To do:
Examine the records and identify each line that includes the string "member". Copy those lines.
(Data extracts begins)
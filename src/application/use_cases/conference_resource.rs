//! # Conference Resource Use Case
//!
//! カンファレンスとセッションのネストしたCRUD
//!
//! ## ステータスコードの規約
//!
//! - 親カンファレンスが見つからない: 400（カンファレンス自身の取得・削除は404）
//! - セッションが見つからない: 取得は404、更新・削除は400
//! - 表現の変換に失敗: 400
//!
//! セッションの変更は常に親カンファレンスを集約単位で保存し直す。

use std::sync::Arc;

use anyhow::{Context, Result};
use log::{debug, info, warn};

use super::resource::{Resource, CONFERENCE_PATH, SESSION_SEGMENT};
use crate::application::converters::RepresentationConverter;
use crate::application::dto::{ResourceBody, ResourceResponse, VendorMediaTypes};
use crate::application::representation::{
    ConferenceRepresentation, SessionRepresentation, UriScope,
};
use crate::domain::entities::conference::Conference;
use crate::domain::entities::media_type::MediaType;
use crate::domain::entities::session::Session;
use crate::domain::repositories::Repository;
use crate::domain::services::ContentNegotiator;

/// カンファレンスリソース
///
/// リポジトリとコンバーターを組み合わせてリクエストを処理する。
/// 自身はロックやキャッシュを持たず、各リクエストは独立して処理される。
pub struct ConferenceResource<R, C, S>
where
    R: Repository<Conference>,
    C: RepresentationConverter<ConferenceRepresentation, Conference>,
    S: RepresentationConverter<SessionRepresentation, Session>,
{
    repository: Arc<R>,
    conference_converter: Arc<C>,
    session_converter: Arc<S>,
    conferences: UriScope,
    conference_negotiator: ContentNegotiator,
    session_negotiator: ContentNegotiator,
}

impl<R, C, S> ConferenceResource<R, C, S>
where
    R: Repository<Conference>,
    C: RepresentationConverter<ConferenceRepresentation, Conference>,
    S: RepresentationConverter<SessionRepresentation, Session>,
{
    /// 新しいリソースを作成
    ///
    /// # Arguments
    ///
    /// * `repository` - カンファレンスリポジトリ
    /// * `conference_converter` - カンファレンスコンバーター
    /// * `session_converter` - セッションコンバーター
    /// * `media_types` - レスポンスに使うメディアタイプ一式
    /// * `base_uri` - Locationとリンクの前に付けるベースURI（空なら相対パス）
    pub fn new(
        repository: Arc<R>,
        conference_converter: Arc<C>,
        session_converter: Arc<S>,
        media_types: &VendorMediaTypes,
        base_uri: &str,
    ) -> Self {
        Self {
            repository,
            conference_converter,
            session_converter,
            conferences: UriScope::new(format!(
                "{}{}",
                base_uri.trim_end_matches('/'),
                CONFERENCE_PATH
            )),
            conference_negotiator: media_types.conference_negotiator(),
            session_negotiator: media_types.session_negotiator(),
        }
    }

    // Conference

    /// カンファレンスを作成する
    ///
    /// # Returns
    ///
    /// 201（Location付き）、変換に失敗した場合は400
    ///
    /// # Errors
    ///
    /// リポジトリへの保存に失敗した場合にエラーを返す
    pub async fn create_conference(
        &self,
        representation: &ConferenceRepresentation,
    ) -> Result<ResourceResponse> {
        let conference = match self.conference_converter.to(representation) {
            Ok(conference) => conference,
            Err(e) => {
                warn!("Rejected conference representation: {}", e);
                return Ok(ResourceResponse::bad_request());
            }
        };

        self.repository
            .store(&conference)
            .await
            .context("Failed to store conference")?;
        info!("Created conference {}", conference.id);

        Ok(ResourceResponse::created(
            self.conferences.member(&conference.id),
        ))
    }

    /// カンファレンスを削除する（存在しない場合は404）
    pub async fn delete_conference(&self, id: &str) -> Result<ResourceResponse> {
        let Some(conference) = self.find_conference(id).await? else {
            return Ok(ResourceResponse::not_found());
        };

        self.repository
            .remove(&conference)
            .await
            .context("Failed to remove conference")?;
        info!("Deleted conference {}", id);

        Ok(ResourceResponse::no_content())
    }

    /// カンファレンスを取得する
    ///
    /// 存在しない場合の404にはカンファレンスの既定メディアタイプを付ける
    pub async fn get_conference(
        &self,
        id: &str,
        accept: &[MediaType],
    ) -> Result<ResourceResponse> {
        let Some(conference) = self.find_conference(id).await? else {
            return Ok(ResourceResponse::not_found()
                .with_content_type(self.conference_negotiator.default_type().clone()));
        };

        let representation = self.conference_converter.from(&self.conferences, &conference);
        Ok(ResourceResponse::ok(
            self.conference_negotiator.select(accept).clone(),
            ResourceBody::Conference(representation),
        ))
    }

    /// カンファレンスを更新する（存在しない場合は400）
    pub async fn update_conference(
        &self,
        id: &str,
        representation: &ConferenceRepresentation,
    ) -> Result<ResourceResponse> {
        let Some(mut conference) = self.find_conference(id).await? else {
            return Ok(ResourceResponse::bad_request());
        };

        if let Err(e) = self
            .conference_converter
            .update(representation, &mut conference)
        {
            warn!("Rejected update of conference {}: {}", id, e);
            return Ok(ResourceResponse::bad_request());
        }

        self.repository
            .store(&conference)
            .await
            .context("Failed to store conference")?;
        info!("Updated conference {}", id);

        Ok(ResourceResponse::no_content())
    }

    // Session

    /// セッション一覧を取得する（カンファレンスが存在しない場合は400）
    pub async fn list_sessions(
        &self,
        conference_id: &str,
        accept: &[MediaType],
    ) -> Result<ResourceResponse> {
        let Some(conference) = self.find_conference(conference_id).await? else {
            return Ok(ResourceResponse::bad_request());
        };

        let collection = self
            .session_converter
            .from_collection(&self.sessions_of(conference_id), conference.sessions());
        Ok(ResourceResponse::ok(
            self.session_negotiator.select(accept).clone(),
            ResourceBody::Sessions(collection),
        ))
    }

    /// セッションを作成してカンファレンスに追加する
    ///
    /// # Returns
    ///
    /// 201（Location付き）。カンファレンスが存在しない、変換に失敗した、
    /// または同じIDのセッションが既にある場合は400
    pub async fn create_session(
        &self,
        conference_id: &str,
        representation: &SessionRepresentation,
    ) -> Result<ResourceResponse> {
        let Some(mut conference) = self.find_conference(conference_id).await? else {
            return Ok(ResourceResponse::bad_request());
        };

        let session = match self.session_converter.to(representation) {
            Ok(session) => session,
            Err(e) => {
                warn!("Rejected session representation: {}", e);
                return Ok(ResourceResponse::bad_request());
            }
        };

        let location = self.sessions_of(&conference.id).member(&session.id);
        let session_id = session.id.clone();
        if !conference.add_session(session) {
            warn!(
                "Session {} already exists in conference {}",
                session_id, conference_id
            );
            return Ok(ResourceResponse::bad_request());
        }

        self.repository
            .store(&conference)
            .await
            .context("Failed to store conference")?;
        info!("Created session {} in conference {}", session_id, conference_id);

        Ok(ResourceResponse::created(location))
    }

    /// セッションを削除する（カンファレンスまたはセッションが存在しない場合は400）
    pub async fn delete_session(
        &self,
        conference_id: &str,
        session_id: &str,
    ) -> Result<ResourceResponse> {
        let Some(mut conference) = self.find_conference(conference_id).await? else {
            return Ok(ResourceResponse::bad_request());
        };

        if conference.remove_session(session_id).is_none() {
            debug!("Session {} not found in conference {}", session_id, conference_id);
            return Ok(ResourceResponse::bad_request());
        }

        self.repository
            .store(&conference)
            .await
            .context("Failed to store conference")?;
        info!("Deleted session {} from conference {}", session_id, conference_id);

        Ok(ResourceResponse::no_content())
    }

    /// セッションを更新する（カンファレンスまたはセッションが存在しない場合は400）
    pub async fn update_session(
        &self,
        conference_id: &str,
        session_id: &str,
        representation: &SessionRepresentation,
    ) -> Result<ResourceResponse> {
        let Some(mut conference) = self.find_conference(conference_id).await? else {
            return Ok(ResourceResponse::bad_request());
        };

        let Some(session) = conference.find_session_mut(session_id) else {
            debug!("Session {} not found in conference {}", session_id, conference_id);
            return Ok(ResourceResponse::bad_request());
        };

        if let Err(e) = self.session_converter.update(representation, session) {
            warn!("Rejected update of session {}: {}", session_id, e);
            return Ok(ResourceResponse::bad_request());
        }

        self.repository
            .store(&conference)
            .await
            .context("Failed to store conference")?;
        info!("Updated session {} in conference {}", session_id, conference_id);

        Ok(ResourceResponse::no_content())
    }

    /// セッションを取得する
    ///
    /// カンファレンスが存在しない場合は400、セッションが存在しない場合は404
    pub async fn get_session(
        &self,
        conference_id: &str,
        session_id: &str,
        accept: &[MediaType],
    ) -> Result<ResourceResponse> {
        let Some(conference) = self.find_conference(conference_id).await? else {
            return Ok(ResourceResponse::bad_request());
        };

        match conference.find_session(session_id) {
            Some(session) => {
                let representation = self
                    .session_converter
                    .from(&self.sessions_of(conference_id), session);
                Ok(ResourceResponse::ok(
                    self.session_negotiator.select(accept).clone(),
                    ResourceBody::Session(representation),
                ))
            }
            None => Ok(ResourceResponse::not_found()),
        }
    }

    // Internal Helpers

    async fn find_conference(&self, id: &str) -> Result<Option<Conference>> {
        let conference = self
            .repository
            .get(id)
            .await
            .with_context(|| format!("Failed to load conference {}", id))?;
        if conference.is_none() {
            debug!("Conference {} not found", id);
        }
        Ok(conference)
    }

    fn sessions_of(&self, conference_id: &str) -> UriScope {
        self.conferences.nested(conference_id, SESSION_SEGMENT)
    }
}

impl<R, C, S> Resource for ConferenceResource<R, C, S>
where
    R: Repository<Conference>,
    C: RepresentationConverter<ConferenceRepresentation, Conference>,
    S: RepresentationConverter<SessionRepresentation, Session>,
{
    fn resource_name(&self) -> &str {
        "conference"
    }

    fn resource_path(&self) -> &str {
        CONFERENCE_PATH
    }

    fn resource_media_type(&self) -> &MediaType {
        self.conference_negotiator.default_type()
    }
}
(Data extracts ends)
Finished task:
            self.conferences.member(&conference.id),
        let location = self.sessions_of(&conference.id).member(&session.id);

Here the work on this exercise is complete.